本日の練習は体育館の点検作業により午後3時で終了。
いつもふざけたりだらだらとして部室を出るのが遅い田中が今日は帰る準備がものすごく早い。
「何だよ田中、今日はやけに急いでんじゃん」
菅原が尋ねたら田中は歯切れの悪い返事をするだけだった。
不思議そうに首をかしげた菅原の横で西谷が大きな声で言った。

「スガさん、龍はこれからデートなんすよ!」
狭い部室にいた全員が一斉に田中の方を向いた。
「ちょ!ノヤ!!おまっ…」
慌てふためく田中に日向は尊敬の眼差しを向けていて、影山すら興味津々といった様子だ。
「田中さんに彼女?ちょっと田中さん、一体どんな魔法使ったんですか〜」
「どーゆう意味だ月島コラァ!」
お馴染みのような月島のイヤミに山口がブフーッ!と噴き出していた。
「笑うな月島!龍の彼女はなぁ!めっちゃいい奴なんだぞ!!」
「そうだな、田中には勿体ないくらいだ」
西谷と縁下にうんうんと頷く成田と木下、なんのフォローにもなってねぇよ!と抗議してやりたかった田中だけど待ち合わせの時間が刻々と迫ってきていた。
余計なことを言われるのを阻止したいのは山々だったけれど田中にはもったいない位の
可愛い彼女を待たせるわけにはいかなくて「お疲れっした!!」と半ば叫びながら部室を飛び出した。
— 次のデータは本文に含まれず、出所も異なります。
//! Tracing setup shared by the API server and the ingester.
//!
//! Each binary logs to stdout and appends to its own file, `logs/<component>.log`, so a long
//! ingestion run does not interleave with request logs. `NDF_LOG_FILE` overrides the file path
//! for both.
use std::path::{Path, PathBuf};
use std::sync::OnceLock;

use tracing_appender::non_blocking::{NonBlocking, WorkerGuard};
use tracing_subscriber::{EnvFilter, fmt, prelude::*};

static LOG_GUARD: OnceLock<WorkerGuard> = OnceLock::new();

const LOG_DIR: &str = "logs";
const LOG_FILE_ENV: &str = "NDF_LOG_FILE";

/// Install the stdout and file layers for `component` (e.g. `ndf-search`, `ndf-ingest`).
///
/// Filtering follows `RUST_LOG`, falling back to `info`.
pub fn init_tracing(component: &str) {
    let env_filter = EnvFilter::try_from_default_env().unwrap_or_else(|_| EnvFilter::new("info"));
    let registry = tracing_subscriber::registry()
        .with(env_filter)
        .with(fmt::layer().with_target(false).compact());

    let log_path = log_file_path(component, std::env::var(LOG_FILE_ENV).ok().as_deref());
    match open_writer(&log_path) {
        Some(writer) => registry
            .with(
                fmt::layer()
                    .with_writer(writer)
                    .with_target(true)
                    .with_ansi(false),
            )
            .init(),
        None => registry.init(),
    }
}

/// File that receives the logs of `component`.
fn log_file_path(component: &str, override_path: Option<&str>) -> PathBuf {
    match override_path.map(str::trim).filter(|path| !path.is_empty()) {
        Some(path) => PathBuf::from(path),
        None => Path::new(LOG_DIR).join(format!("{component}.log")),
    }
}

/// Open `path` for appending behind a non-blocking writer; `None` keeps stdout-only logging.
fn open_writer(path: &Path) -> Option<NonBlocking> {
    if let Some(parent) = path.parent().filter(|parent| !parent.as_os_str().is_empty()) {
        if let Err(err) = std::fs::create_dir_all(parent) {
            eprintln!("Failed to create log directory {}: {err}", parent.display());
            return None;
        }
    }
    let file = std::fs::OpenOptions::new()
        .create(true)
        .append(true)
        .open(path);
    match file {
        Ok(file) => {
            let (non_blocking, guard) = tracing_appender::non_blocking(file);
            let _ = LOG_GUARD.set(guard);
            Some(non_blocking)
        }
        Err(err) => {
            eprintln!("Failed to open log file {}: {err}", path.display());
            None
        }
    }
}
田中は走った。バスを待つ時間も惜しくてひたすらに走った。

「龍くん!」
名前を呼ばれて足を止めた。
目を向ければ通りの向かい側から大きく手を振る彼女

「寧々!」
寧々は信号が変わった瞬間駆け寄ってきた。
「今バス停に迎えに行こうとしてたのにー」
至近距離で笑顔で見上げてくる彼女に田中はハッとして慌てて飛び退くように離れた。
「どうしたの?」
「ヤベェ俺、全力で走ってきたから汗だくだ!しかも部活後だし!いや、終わってから一応サラサラシートしてきたけど!」
「なんだ、そんなこと」
あたふたしてる田中を寧々は笑顔とヒトコトで一蹴した。

「一生懸命練習してきたんでしょ、当然じゃない。それにここまで走ってきてくれたの、…嬉しかったし」
堂々と、でも頬を染めながら言い切る彼女を見て…

田中には勿体ないくらいだ

縁下のひとことが頭に浮かんだ。

「そんなことより!ずっと走って来てくれて疲れてるよね?冷たくて甘いもの、食べたくない?」
キラキラと目を輝かせ、寧々は田中の手を取った。
「あ?あ…っと、まぁ、食いてぇ、かも」
冷たくて甘いもの、より、自分の手より体温の低い小さな手が心地よくて内心それどころではなかった。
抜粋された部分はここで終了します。